- **Problem requirements**
From the records below, set down exactly the lines starting with the line that contains "the credential store" and going on through the line that contains "pub trait CredentialStore: Send". Nothing else is wanted.

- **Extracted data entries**
_ _ _ _ _ _ _

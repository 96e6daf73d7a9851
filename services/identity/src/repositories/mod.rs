//! Credential store: persistence of users keyed by email

use async_trait::async_trait;
use common::error::DatabaseError;
use thiserror::Error;

use crate::models::User;

pub mod memory;
pub mod user;

pub use memory::MemoryCredentialStore;
pub use user::PgCredentialStore;

/// Failures of the credential store
#[derive(Error, Debug)]
pub enum StoreError {
    /// The email is already registered
    #[error("a user with this email already exists")]
    AlreadyExists,

    /// No user is registered under the email
    #[error("user not found")]
    NotFound,

    /// Any other persistence failure
    #[error(transparent)]
    Internal(#[from] DatabaseError),
}

/// Pure persistence of credentials with a single uniqueness invariant on email.
///
/// Implementations must detect duplicates through the insert itself, never
/// through a lookup before inserting.
#[async_trait]
pub trait CredentialStore: Send + Sync {
    /// Insert a new user, failing with [`StoreError::AlreadyExists`] on a duplicate email
    async fn create(&self, email: &str, password_hash: &str) -> Result<User, StoreError>;

    /// Find a user by email
    async fn find_by_email(&self, email: &str) -> Result<User, StoreError>;
}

_ _ _ _ _ _ _

- **Written solution**
/// Failures of the credential store
#[derive(Error, Debug)]
pub enum StoreError {
    /// The email is already registered
    #[error("a user with this email already exists")]
    AlreadyExists,

    /// No user is registered under the email
    #[error("user not found")]
    NotFound,

    /// Any other persistence failure
    #[error(transparent)]
    Internal(#[from] DatabaseError),
}

/// Pure persistence of credentials with a single uniqueness invariant on email.
///
/// Implementations must detect duplicates through the insert itself, never
/// through a lookup before inserting.
#[async_trait]
pub trait CredentialStore: Send + Sync {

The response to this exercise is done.